Official [looking at my passport]: Where are you from?
Me [thinking, I'm sure he can read. Perhaps he just wants to practice his English. In cheerful teacher voice:] America [that's easy to understand]. The United States [that's on the passport]. California [doesn't everyone love CA?].
Official [looking at my passport, now speaking Russian]: It says New York.
Me [trying to remember my college Russian]: Passport from New York. I from California. [I rustle around to pull out my drivers' license.] [I mime driving.] California!
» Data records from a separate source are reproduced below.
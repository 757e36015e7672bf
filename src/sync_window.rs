//! Sync window tracker
//!
//! Remembers, per metric type, which calendar dates have been fully ingested
//! from the external source so later passes can skip them. Each metric's set
//! is a bounded, date-ordered list stored as one JSON record in the settings
//! table:
//!
//! ```text
//! settings["sync_window:steps"] = ["2026-03-01", "2026-03-02", ...]
//! ```
//!
//! Once a set grows past its retention cap the oldest dates are evicted first.
//! The tracker keeps no copy of its own; every call reads the store.

use std::collections::BTreeSet;
use std::sync::Arc;

use chrono::NaiveDate;
use rusqlite::Connection;
use tracing::{debug, info};

use crate::db::{settings, LocalStore};
use crate::error::SyncError;
use crate::metric::MetricType;

const KEY_PREFIX: &str = "sync_window:";

/// Default number of dates retained per metric
pub const DEFAULT_WINDOW_RETENTION: usize = 400;

fn window_key(metric_type: MetricType) -> String {
    format!("{}{}", KEY_PREFIX, metric_type.as_str())
}

fn load_window(conn: &Connection, metric_type: MetricType) -> Result<BTreeSet<NaiveDate>, SyncError> {
    match settings::get(conn, &window_key(metric_type))? {
        Some(raw) => Ok(serde_json::from_str(&raw)?),
        None => Ok(BTreeSet::new()),
    }
}

fn save_window(conn: &Connection, metric_type: MetricType, dates: &BTreeSet<NaiveDate>) -> Result<(), SyncError> {
    let raw = serde_json::to_string(dates)?;
    settings::put(conn, &window_key(metric_type), &raw)
}

/// Remove every metric's window. Used by bulk erase inside its transaction.
pub(crate) fn clear_all_windows(conn: &Connection) -> Result<usize, SyncError> {
    settings::delete_prefix(conn, KEY_PREFIX)
}

/// Per-metric record of fully ingested dates
pub struct SyncWindowTracker {
    store: Arc<LocalStore>,
    retention: usize,
}

impl SyncWindowTracker {
    pub fn new(store: Arc<LocalStore>) -> Self {
        Self::with_retention(store, DEFAULT_WINDOW_RETENTION)
    }

    pub fn with_retention(store: Arc<LocalStore>, retention: usize) -> Self {
        Self {
            store,
            retention: retention.max(1),
        }
    }

    pub fn is_fully_ingested(&self, metric_type: MetricType, date: NaiveDate) -> Result<bool, SyncError> {
        self.store
            .with_conn(|conn| Ok(load_window(conn, metric_type)?.contains(&date)))
    }

    /// Record `date` as ingested. Idempotent; returns whether it was new.
    pub fn mark_fully_ingested(&self, metric_type: MetricType, date: NaiveDate) -> Result<bool, SyncError> {
        let retention = self.retention;
        let (inserted, evicted) = self.store.with_tx(|tx| {
            let mut dates = load_window(tx, metric_type)?;
            if !dates.insert(date) {
                return Ok((false, 0));
            }

            let mut evicted = 0;
            while dates.len() > retention {
                dates.pop_first();
                evicted += 1;
            }

            save_window(tx, metric_type, &dates)?;
            Ok((true, evicted))
        })?;

        if inserted {
            debug!(metric = %metric_type, date = %date, evicted, "Date marked fully ingested");
        }
        Ok(inserted)
    }

    /// Forget every ingested date for one metric
    pub fn clear(&self, metric_type: MetricType) -> Result<(), SyncError> {
        let removed = self
            .store
            .with_conn(|conn| settings::delete(conn, &window_key(metric_type)))?;
        if removed {
            info!(metric = %metric_type, "Sync window cleared");
        }
        Ok(())
    }

    /// Forget every ingested date for every metric.
    ///
    /// On its own this only forces refetching. A reset that also erases
    /// entries goes through [`LocalStore::erase_user_data`], which clears the
    /// windows in the same transaction.
    pub fn clear_all(&self) -> Result<(), SyncError> {
        let removed = self.store.with_conn(clear_all_windows)?;
        info!(metrics = removed, "All sync windows cleared");
        Ok(())
    }

    /// Ingested dates for a metric, oldest first
    pub fn ingested_dates(&self, metric_type: MetricType) -> Result<Vec<NaiveDate>, SyncError> {
        self.store
            .with_conn(|conn| Ok(load_window(conn, metric_type)?.into_iter().collect()))
    }
}
//! Wall clock abstraction
//!
//! Bucket openness is judged against the user's local wall-clock time, and
//! outbox backoff deadlines against UTC. Both come from one injected clock so
//! tests can pin and advance time.

use std::sync::Mutex;

use chrono::{DateTime, Duration, FixedOffset, Local, NaiveDateTime, SecondsFormat, Utc};

pub trait Clock: Send + Sync {
    /// Current instant with the user's local offset
    fn now(&self) -> DateTime<FixedOffset>;

    fn now_local(&self) -> NaiveDateTime {
        self.now().naive_local()
    }

    fn now_utc(&self) -> DateTime<Utc> {
        self.now().with_timezone(&Utc)
    }
}

/// System clock in the machine's local time zone
#[derive(Debug, Default, Clone, Copy)]
pub struct SystemClock;

impl Clock for SystemClock {
    fn now(&self) -> DateTime<FixedOffset> {
        Local::now().fixed_offset()
    }
}

/// Manually driven clock
#[derive(Debug)]
pub struct ManualClock {
    now: Mutex<DateTime<FixedOffset>>,
}

impl ManualClock {
    pub fn new(now: DateTime<FixedOffset>) -> Self {
        Self { now: Mutex::new(now) }
    }

    pub fn set(&self, now: DateTime<FixedOffset>) {
        *self.now.lock().unwrap_or_else(|e| e.into_inner()) = now;
    }

    pub fn advance(&self, by: Duration) {
        let mut now = self.now.lock().unwrap_or_else(|e| e.into_inner());
        *now = *now + by;
    }
}

impl Clock for ManualClock {
    fn now(&self) -> DateTime<FixedOffset> {
        *self.now.lock().unwrap_or_else(|e| e.into_inner())
    }
}

/// Stored timestamp format. Fixed precision keeps lexical order equal to
/// chronological order, which the outbox queries rely on.
pub fn format_timestamp(ts: DateTime<Utc>) -> String {
    ts.to_rfc3339_opts(SecondsFormat::Micros, true)
}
Official: Open your bag. You have books.
[Books?  I'm trying to think what kind of contraband books people might try to sneak out of Uzbekistan. I open my suitcase and pull out the books on English teacher training I got at the conference.]
Me: I am teacher. These books for teachers.
[The official flips through the books. He asks me to read the names of one of the authors, an American. I read it, as well as an Uzbek name.]
Me: A gift -- from this teacher in Tashkent.
[Next time should I carry some small English books suitable for learners or some other good books to hand out to curious border guards?]

Here are some photos of the trip home.

Once on the Tajik side, I saw our familiar mountains.
The flight from Khujand to Dushanbe was scheduled to take off at 8 pm.

We went through a security check point and sat in a waiting room--but surprisingly no one was at a counter to give out boarding passes...till about 7:30 pm. I had to ask someone about this--who reassured me that "registration" would eventually happen.

Next we went through another security check (shoes and coats off--nothing else special) and entered another waiting room. Half of the 200 or so passengers seemed to be students returning to Dushanbe for the new semester.
The plane didn't take off till nearly 2 a.m. Even though I was exhausted and very eager to get home to Lee, it was kind of interesting to see how the crowd handled this delay. Thanks to looking around, my rudimentary Russian, and some people who spoke English (those wonderful students!), I experienced/learned:
  • It was a mechanical problem.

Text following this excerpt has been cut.